== GIVEN RECORDS
#[cfg(test)]
mod tests {
    use super::*;
    use crate::record::FileType;
    use crate::testing::{TempDir, TestCache};
    use chrono::TimeZone;

    fn member(name: &str, archive: &str) -> FileInfo {
        FileInfo {
            name: name.into(),
            path: format!("inner/{name}"),
            size: 10,
            mod_time: Utc.timestamp_opt(1_600_000_000, 5).unwrap(),
            file_type: FileType::File,
            archive: archive.into(),
        }
    }

    fn index_for(path: &str, checksum: &str, names: &[&str]) -> ArchiveIndex {
        ArchiveIndex {
            archive_path: path.into(),
            archive_mtime: Stamp { secs: 1, nanos: 0 },
            archive_size: 100,
            checksum: checksum.into(),
            members: names.iter().map(|n| RecordRow::from(&member(n, path))).collect(),
            scanned_at: 0,
        }
    }

    #[test]
    fn test_checksum_changes_with_inputs() {
        let t = Utc.timestamp_opt(1_700_000_000, 0).unwrap();
        let base = checksum(Path::new("/a.zip"), 10, t);
        assert_eq!(base, checksum(Path::new("/a.zip"), 10, t));
        assert_ne!(base, checksum(Path::new("/a.zip"), 11, t));
        assert_ne!(base, checksum(Path::new("/b.zip"), 10, t));
        assert_ne!(base, checksum(Path::new("/a.zip"), 10, t + chrono::Duration::nanoseconds(1)));
        assert_eq!(base.len(), 16);
    }

    #[test]
    fn test_archive_index_round_trip() {
        let cache = TestCache::new();
        assert!(cache.archive_index("/data/b.zip").unwrap().is_none());

        cache.store_archive_index(index_for("/data/b.zip", "c1", &["x.jpg", "y.txt"])).unwrap();
        let stored = cache.archive_index("/data/b.zip").unwrap().unwrap();
        assert_eq!(stored.checksum, "c1");
        let records = stored.records().unwrap();
        assert_eq!(records[0].name, "x.jpg");
        assert_eq!(records[1].archive, "/data/b.zip");
    }

    #[test]
    fn test_store_replaces_entry() {
        let cache = TestCache::new();
        cache.store_archive_index(index_for("/data/b.zip", "old", &["x.jpg"])).unwrap();
        cache.store_archive_index(index_for("/data/b.zip", "new", &["y.jpg", "z.jpg"])).unwrap();
        let stored = cache.archive_index("/data/b.zip").unwrap().unwrap();
        assert_eq!(stored.checksum, "new");
        assert_eq!(stored.members.len(), 2);
        assert_eq!(cache.stats().unwrap().archives, 1);
    }

    #[test]
    fn test_remove_archive_index() {
        let cache = TestCache::new();
        cache.store_archive_index(index_for("/data/b.zip", "c", &["x"])).unwrap();
        assert!(cache.remove_archive_index("/data/b.zip").unwrap());
        assert!(!cache.remove_archive_index("/data/b.zip").unwrap());
        assert!(cache.archive_index("/data/b.zip").unwrap().is_none());
    }

    #[test]
    fn test_dir_changed_tracking() {
        let cache = TestCache::new();
        let dir = TempDir::new();
        assert!(cache.is_dir_changed(dir.path()));

        let modified = fs::metadata(dir.path()).unwrap().modified().unwrap();
        cache.record_dir(dir.path(), DateTime::<Utc>::from(modified)).unwrap();
        assert!(!cache.is_dir_changed(dir.path()));

        cache.record_dir(dir.path(), Utc.timestamp_opt(0, 0).unwrap()).unwrap();
        assert!(cache.is_dir_changed(dir.path()));
        assert!(cache.is_dir_changed(dir.path().join("missing")));
    }

    #[test]
    fn test_results_snapshot() {
        let cache = TestCache::new();
        assert!(cache.load_results().unwrap().is_none());

        let records = vec![member("a.txt", ""), member("b.jpg", "/x.zip")];
        let metadata = QueryMetadata {
            filter: "size > 1".into(),
            roots: vec![".".into()],
            ..QueryMetadata::default()
        };
        cache.save_results(metadata.clone(), &records).unwrap();

        let snapshot = cache.load_results().unwrap().unwrap();
        assert_eq!(snapshot.version, CACHE_VERSION);
        assert_eq!(snapshot.metadata, metadata);
        assert_eq!(snapshot.records().unwrap(), records);
    }

    #[test]
    fn test_corrupt_snapshot_is_miss() {
        let cache = TestCache::new();
        cache.results.insert(LAST_RESULTS_KEY, b"garbage".to_vec()).unwrap();
        assert!(cache.load_results().unwrap().is_none());
    }

    #[test]
    fn test_stale_snapshot_is_miss() {
        let cache = TestCache::new();
        let mut snapshot = ResultSnapshot::new(CACHE_VERSION, QueryMetadata::default(), &[]);
        snapshot.version = CACHE_VERSION + 1;
        let bytes = bincode::encode_to_vec(&snapshot, bincode::config::standard()).unwrap();
        cache.results.insert(LAST_RESULTS_KEY, bytes).unwrap();
        assert!(cache.load_results().unwrap().is_none());
    }

    #[test]
    fn test_invalid_row_is_miss() {
        let cache = TestCache::new();
        let mut snapshot = ResultSnapshot::new(CACHE_VERSION, QueryMetadata::default(), &[member("a.txt", "")]);
        snapshot.rows[0].4 = 9;
        let bytes = bincode::encode_to_vec(&snapshot, bincode::config::standard()).unwrap();
        cache.results.insert(LAST_RESULTS_KEY, bytes).unwrap();

        assert!(cache.load_results().unwrap().is_some());
        assert!(cache.load_records().unwrap().is_none());
    }

    #[test]
    fn test_load_records() {
        let cache = TestCache::new();
        assert!(cache.load_records().unwrap().is_none());
        let records = vec![member("a.txt", "")];
        cache.save_results(QueryMetadata::default(), &records).unwrap();
        assert_eq!(cache.load_records().unwrap(), Some(records));
    }

    #[test]
    fn test_clear_and_stats() {
        let cache = TestCache::new();
        cache.store_archive_index(index_for("/a.zip", "c", &["1", "2"])).unwrap();
        cache.store_archive_index(index_for("/b.zip", "c", &["3"])).unwrap();
        cache.record_dir("/tmp", Utc::now()).unwrap();
        cache.save_results(QueryMetadata::default(), &[]).unwrap();

        let stats = cache.stats().unwrap();
        assert_eq!(stats.archives, 2);
        assert_eq!(stats.members, 3);
        assert_eq!(stats.archive_bytes, 200);
        assert_eq!(stats.directories, 1);
        assert!(stats.has_results);

        cache.clear().unwrap();
        assert_eq!(cache.stats().unwrap(), CacheStats::default());
        assert!(cache.archive_index("/a.zip").unwrap().is_none());
    }

    #[test]
    fn test_version_mismatch_wipes_store() {
        let dir = TempDir::new();
        let path = dir.path().join("cache");
        {
            let cache = CacheStore::open(&path).unwrap();
            cache.store_archive_index(index_for("/a.zip", "c", &["1"])).unwrap();
            let bytes = bincode::encode_to_vec(CACHE_VERSION + 7, bincode::config::standard()).unwrap();
            cache.meta.insert(VERSION_KEY, bytes).unwrap();
            cache.flush().unwrap();
        }
        let cache = CacheStore::open(&path).unwrap();
        assert!(cache.archive_index("/a.zip").unwrap().is_none());
    }

    #[test]
    fn test_reopen_keeps_entries() {
        let dir = TempDir::new();
        let path = dir.path().join("cache");
        {
            let cache = CacheStore::open(&path).unwrap();
            cache.store_archive_index(index_for("/a.zip", "c", &["1"])).unwrap();
        }
        let cache = CacheStore::open(&path).unwrap();
        assert_eq!(cache.archive_index("/a.zip").unwrap().unwrap().checksum, "c");
    }
}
====
__WORK INSTRUCTION__: Repeat the material above exactly and in full.

__ANSWER BELOW__:
#[cfg(test)]
mod tests {
    use super::*;
    use crate::record::FileType;
    use crate::testing::{TempDir, TestCache};
    use chrono::TimeZone;

    fn member(name: &str, archive: &str) -> FileInfo {
        FileInfo {
            name: name.into(),
            path: format!("inner/{name}"),
            size: 10,
            mod_time: Utc.timestamp_opt(1_600_000_000, 5).unwrap(),
            file_type: FileType::File,
            archive: archive.into(),
        }
    }

    fn index_for(path: &str, checksum: &str, names: &[&str]) -> ArchiveIndex {
        ArchiveIndex {
            archive_path: path.into(),
            archive_mtime: Stamp { secs: 1, nanos: 0 },
            archive_size: 100,
            checksum: checksum.into(),
            members: names.iter().map(|n| RecordRow::from(&member(n, path))).collect(),
            scanned_at: 0,
        }
    }

    #[test]
    fn test_checksum_changes_with_inputs() {
        let t = Utc.timestamp_opt(1_700_000_000, 0).unwrap();
        let base = checksum(Path::new("/a.zip"), 10, t);
        assert_eq!(base, checksum(Path::new("/a.zip"), 10, t));
        assert_ne!(base, checksum(Path::new("/a.zip"), 11, t));
        assert_ne!(base, checksum(Path::new("/b.zip"), 10, t));
        assert_ne!(base, checksum(Path::new("/a.zip"), 10, t + chrono::Duration::nanoseconds(1)));
        assert_eq!(base.len(), 16);
    }

    #[test]
    fn test_archive_index_round_trip() {
        let cache = TestCache::new();
        assert!(cache.archive_index("/data/b.zip").unwrap().is_none());

        cache.store_archive_index(index_for("/data/b.zip", "c1", &["x.jpg", "y.txt"])).unwrap();
        let stored = cache.archive_index("/data/b.zip").unwrap().unwrap();
        assert_eq!(stored.checksum, "c1");
        let records = stored.records().unwrap();
        assert_eq!(records[0].name, "x.jpg");
        assert_eq!(records[1].archive, "/data/b.zip");
    }

    #[test]
    fn test_store_replaces_entry() {
        let cache = TestCache::new();
        cache.store_archive_index(index_for("/data/b.zip", "old", &["x.jpg"])).unwrap();
        cache.store_archive_index(index_for("/data/b.zip", "new", &["y.jpg", "z.jpg"])).unwrap();
        let stored = cache.archive_index("/data/b.zip").unwrap().unwrap();
        assert_eq!(stored.checksum, "new");
        assert_eq!(stored.members.len(), 2);
        assert_eq!(cache.stats().unwrap().archives, 1);
    }

    #[test]
    fn test_remove_archive_index() {
        let cache = TestCache::new();
        cache.store_archive_index(index_for("/data/b.zip", "c", &["x"])).unwrap();
        assert!(cache.remove_archive_index("/data/b.zip").unwrap());
        assert!(!cache.remove_archive_index("/data/b.zip").unwrap());
        assert!(cache.archive_index("/data/b.zip").unwrap().is_none());
    }

    #[test]
    fn test_dir_changed_tracking() {
        let cache = TestCache::new();
        let dir = TempDir::new();
        assert!(cache.is_dir_changed(dir.path()));

        let modified = fs::metadata(dir.path()).unwrap().modified().unwrap();
        cache.record_dir(dir.path(), DateTime::<Utc>::from(modified)).unwrap();
        assert!(!cache.is_dir_changed(dir.path()));

        cache.record_dir(dir.path(), Utc.timestamp_opt(0, 0).unwrap()).unwrap();
        assert!(cache.is_dir_changed(dir.path()));
        assert!(cache.is_dir_changed(dir.path().join("missing")));
    }

    #[test]
    fn test_results_snapshot() {
        let cache = TestCache::new();
        assert!(cache.load_results().unwrap().is_none());

        let records = vec![member("a.txt", ""), member("b.jpg", "/x.zip")];
        let metadata = QueryMetadata {
            filter: "size > 1".into(),
            roots: vec![".".into()],
            ..QueryMetadata::default()
        };
        cache.save_results(metadata.clone(), &records).unwrap();

        let snapshot = cache.load_results().unwrap().unwrap();
        assert_eq!(snapshot.version, CACHE_VERSION);
        assert_eq!(snapshot.metadata, metadata);
        assert_eq!(snapshot.records().unwrap(), records);
    }

    #[test]
    fn test_corrupt_snapshot_is_miss() {
        let cache = TestCache::new();
        cache.results.insert(LAST_RESULTS_KEY, b"garbage".to_vec()).unwrap();
        assert!(cache.load_results().unwrap().is_none());
    }

    #[test]
    fn test_stale_snapshot_is_miss() {
        let cache = TestCache::new();
        let mut snapshot = ResultSnapshot::new(CACHE_VERSION, QueryMetadata::default(), &[]);
        snapshot.version = CACHE_VERSION + 1;
        let bytes = bincode::encode_to_vec(&snapshot, bincode::config::standard()).unwrap();
        cache.results.insert(LAST_RESULTS_KEY, bytes).unwrap();
        assert!(cache.load_results().unwrap().is_none());
    }

    #[test]
    fn test_invalid_row_is_miss() {
        let cache = TestCache::new();
        let mut snapshot = ResultSnapshot::new(CACHE_VERSION, QueryMetadata::default(), &[member("a.txt", "")]);
        snapshot.rows[0].4 = 9;
        let bytes = bincode::encode_to_vec(&snapshot, bincode::config::standard()).unwrap();
        cache.results.insert(LAST_RESULTS_KEY, bytes).unwrap();

        assert!(cache.load_results().unwrap().is_some());
        assert!(cache.load_records().unwrap().is_none());
    }

    #[test]
    fn test_load_records() {
        let cache = TestCache::new();
        assert!(cache.load_records().unwrap().is_none());
        let records = vec![member("a.txt", "")];
        cache.save_results(QueryMetadata::default(), &records).unwrap();
        assert_eq!(cache.load_records().unwrap(), Some(records));
    }

    #[test]
    fn test_clear_and_stats() {
        let cache = TestCache::new();
        cache.store_archive_index(index_for("/a.zip", "c", &["1", "2"])).unwrap();
        cache.store_archive_index(index_for("/b.zip", "c", &["3"])).unwrap();
        cache.record_dir("/tmp", Utc::now()).unwrap();
        cache.save_results(QueryMetadata::default(), &[]).unwrap();

        let stats = cache.stats().unwrap();
        assert_eq!(stats.archives, 2);
        assert_eq!(stats.members, 3);
        assert_eq!(stats.archive_bytes, 200);
        assert_eq!(stats.directories, 1);
        assert!(stats.has_results);

        cache.clear().unwrap();
        assert_eq!(cache.stats().unwrap(), CacheStats::default());
        assert!(cache.archive_index("/a.zip").unwrap().is_none());
    }

    #[test]
    fn test_version_mismatch_wipes_store() {
        let dir = TempDir::new();
        let path = dir.path().join("cache");
        {
            let cache = CacheStore::open(&path).unwrap();
            cache.store_archive_index(index_for("/a.zip", "c", &["1"])).unwrap();
            let bytes = bincode::encode_to_vec(CACHE_VERSION + 7, bincode::config::standard()).unwrap();
            cache.meta.insert(VERSION_KEY, bytes).unwrap();
            cache.flush().unwrap();
        }
        let cache = CacheStore::open(&path).unwrap();
        assert!(cache.archive_index("/a.zip").unwrap().is_none());
    }

    #[test]
    fn test_reopen_keeps_entries() {
        let dir = TempDir::new();
        let path = dir.path().join("cache");
        {
            let cache = CacheStore::open(&path).unwrap();
            cache.store_archive_index(index_for("/a.zip", "c", &["1"])).unwrap();
        }
        let cache = CacheStore::open(&path).unwrap();
        assert_eq!(cache.archive_index("/a.zip").unwrap().unwrap().checksum, "c");
    }
}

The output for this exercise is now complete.